You Should Know…Josh Weinberg

Josh Weinberg is a white man with short, dark hair and dark eyes wearing a light blue suit and red tie with his arms crossed, smiling at the camera.
Josh Weinberg | Courtesy of Josh Weinberg

Josh Weinberg, 29, had his first big break on the set of Amazon Prime Video’s “The Marvelous Mrs. Maisel,” not as an actor, but as the CEO behind the app Run A Better Set.

RABS is a web application that functions two-fold: It acts as a digital check-in system for extras on set and is an accounting tool, tracking when extras on set clock in and out and providing all payment paperwork digitally.

When the app was tested on the set of season three episode two of “Mrs. Maisel” during a scene with more than 700 extras and background characters, everything went off without a hitch.

Weinberg remembers a production assistant saying to him at the end of the day, “You saved my wrists. Will you do this again tomorrow?”

The Fairmount resident, who grew up in Wynnewood and was bar mitzvahed at Beth David Reform Congregation in Gladwyne, didn’t expect to build a software company for a living, but now he can’t imagine doing anything else. 

In 2022, four years after RABS’ 2018 genesis, Weinberg hopes to have 100 simultaneous clients at RABS and continue to expand services the software can offer to industry businesses, such as creating a database of extras for casting companies and doing proprietary software development for studios.

You initially wanted to be a screenwriter or producer growing up. What was your first experience in the industry?

My first real experience was, when I was in college, I took a few of what they call “day player” jobs; you come on as a temporary worker as a PA (production assistant).

The first real job that facilitated RABS’ creation was facilitated by my cousin, another good Yid from Lower Merion, Scott Rosenbaum. He was filming a show called “Queen of the South,” which is actually still on the air, and it was shooting its first season in Dallas.

And so I get this job through good old-fashioned nepotism, living in Dallas. And they said to me, “Josh, you are going to be what’s called the extras PA, which means, here you go, kid: Here’s 80 extras; here’s 480 pieces of paper; here’s a folding table and some highlighters and Post-It pads. Figure it out.” 

So, really, day one, I just looked at this process, and I thought it was horrible.

I went up to the producers a few days later and said, “Do you mind getting me the app that deals with all of this?” And they looked at me like, “What? What are you talking about?” 

They basically said that doesn’t exist, so I said, “OK, I’ll make it exist.”

Where did your interest in the film industry come from?

My family would watch “Curb [Your Enthusiasm]” together, we would watch Mel Brooks movies … We’d watch Eddie Murphy on “SNL” (“Saturday Night Live”). Those experiences are moving in a lot of ways.
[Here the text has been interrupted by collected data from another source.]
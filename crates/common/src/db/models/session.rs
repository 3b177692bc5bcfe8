//! Automation session entity
//!
//! One row per leased automation identity. Rows are soft-retired
//! (`is_active = false`) rather than deleted so the history stays
//! auditable.

use chrono::Utc;
use sea_orm::entity::prelude::*;
use serde::{Deserialize, Serialize};

#[derive(Clone, Debug, PartialEq, Eq, DeriveEntityModel, Serialize, Deserialize)]
#[sea_orm(table_name = "sessions")]
pub struct Model {
    #[sea_orm(primary_key, auto_increment = false)]
    pub id: Uuid,

    /// Slug key into the platform registry
    #[sea_orm(column_type = "Text")]
    pub platform_id: String,

    /// Opaque generated secret; never logged in plaintext
    #[sea_orm(column_type = "Text")]
    pub session_token: String,

    /// Ordered list of cookie records as JSONB
    #[sea_orm(column_type = "JsonBinary")]
    pub cookies_json: Json,

    #[sea_orm(column_type = "Text")]
    pub user_agent: String,

    #[sea_orm(column_type = "Text", nullable)]
    pub proxy_url: Option<String>,

    pub is_active: bool,

    pub created_at: DateTimeWithTimeZone,

    #[sea_orm(nullable)]
    pub last_used: Option<DateTimeWithTimeZone>,

    #[sea_orm(nullable)]
    pub expires_at: Option<DateTimeWithTimeZone>,
}

/// A single cookie carried by a session.
#[derive(Clone, Debug, PartialEq, Eq, Serialize, Deserialize)]
pub struct CookieRecord {
    pub name: String,
    pub value: String,
    #[serde(skip_serializing_if = "Option::is_none")]
    pub domain: Option<String>,
    #[serde(skip_serializing_if = "Option::is_none")]
    pub path: Option<String>,
    #[serde(skip_serializing_if = "Option::is_none")]
    pub expires_at: Option<chrono::DateTime<Utc>>,
    #[serde(default)]
    pub secure: bool,
    #[serde(default)]
    pub http_only: bool,
}

impl Model {
    /// A session is valid iff it is active and not past its expiry.
    /// Recency of `last_used` never invalidates a session on its own.
    pub fn is_valid(&self) -> bool {
        self.is_active && !self.is_expired()
    }

    /// Check if session is expired
    pub fn is_expired(&self) -> bool {
        match self.expires_at {
            Some(expires_at) => expires_at < Utc::now(),
            None => false,
        }
    }

    /// Decode the cookie list from the JSONB column.
    pub fn cookies(&self) -> Vec<CookieRecord> {
        serde_json::from_value(self.cookies_json.clone()).unwrap_or_default()
    }
}

#[derive(Copy, Clone, Debug, EnumIter, DeriveRelation)]
pub enum Relation {
    #[sea_orm(
        belongs_to = "super::platform::Entity",
        from = "Column::PlatformId",
        to = "super::platform::Column::Id"
    )]
    Platform,
}

impl Related<super::platform::Entity> for Entity {
    fn to() -> RelationDef {
        Relation::Platform.def()
    }
}

impl ActiveModelBehavior for ActiveModel {}

#[cfg(test)]
mod tests {
    use super::*;
    use chrono::Duration;

    fn session(expires_at: Option<chrono::DateTime<Utc>>, is_active: bool) -> Model {
        Model {
            id: Uuid::new_v4(),
            platform_id: "instagram".into(),
            session_token: "tok".into(),
            cookies_json: serde_json::json!([]),
            user_agent: "Mozilla/5.0".into(),
            proxy_url: None,
            is_active,
            created_at: Utc::now().into(),
            last_used: None,
            expires_at: expires_at.map(Into::into),
        }
    }

    #[test]
    fn valid_when_active_and_unexpired() {
        let s = session(Some(Utc::now() + Duration::hours(1)), true);
        assert!(s.is_valid());
    }

    #[test]
    fn valid_when_no_expiry() {
        let s = session(None, true);
        assert!(s.is_valid());
        assert!(!s.is_expired());
    }

    #[test]
    fn invalid_when_expired() {
        let s = session(Some(Utc::now() - Duration::minutes(1)), true);
        assert!(s.is_expired());
        assert!(!s.is_valid());
    }

    #[test]
    fn invalid_when_inactive() {
        let s = session(Some(Utc::now() + Duration::hours(1)), false);
        assert!(!s.is_valid());
    }

    #[test]
    fn cookie_round_trip() {
        let cookies = vec![CookieRecord {
            name: "sid".into(),
            value: "abc".into(),
            domain: Some(".example.com".into()),
            path: Some("/".into()),
            expires_at: None,
            secure: true,
            http_only: true,
        }];
        let mut s = session(None, true);
        s.cookies_json = serde_json::to_value(&cookies).unwrap();
        assert_eq!(s.cookies(), cookies);
    }
}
I was always an excellent performer, really good in front of a crowd for whatever reason. So it seemed like the right fit because when I was on stage, I could really make people laugh. 

And then when you get older, you sort of get kind of caught in the idea of, “This is how I can impress people; this is how I can make money; this is how I can get famous.” All that stuff, in a way, created the beginning of a trajectory for me to go into show business.

When did you realize RABS had taken off?

There’s a financial moment when that actually happened, and there was also an attitude. 

The attitude was there from the beginning. I just believe that if you want to create something, there has to be a strong intention — let’s just call it a spiritual sacrifice. 

But the financial moment … COVID genuinely altered the trajectory of the business because suddenly I had a proven service that was COVID-safe and solved a lot of new production problems, and it was already there and reliable. And shows needed to go paperless; they needed to be COVID-safe; they needed to connect the remote accounting offices to the productions; they needed to be more efficient because there was a lot more payment information to track. 

So COVID, in that first wave of July 2020 — after the pandemic had been around for a few months and the productions came back — that’s when, suddenly, we had the accelerated growth of what some would expect to come five years down the line happening within the first two years. 

Why stay in Philadelphia?

I’ve chosen to stay in Philadelphia because the economy has changed. The business is totally remote. Business is all over the country. Philadelphia is not a show business town. The reality is that shows are in Atlanta, New York, British Columbia, Toronto, Calgary. 

They’re everywhere, so you might as well be where you want to be. That’s why I’m here.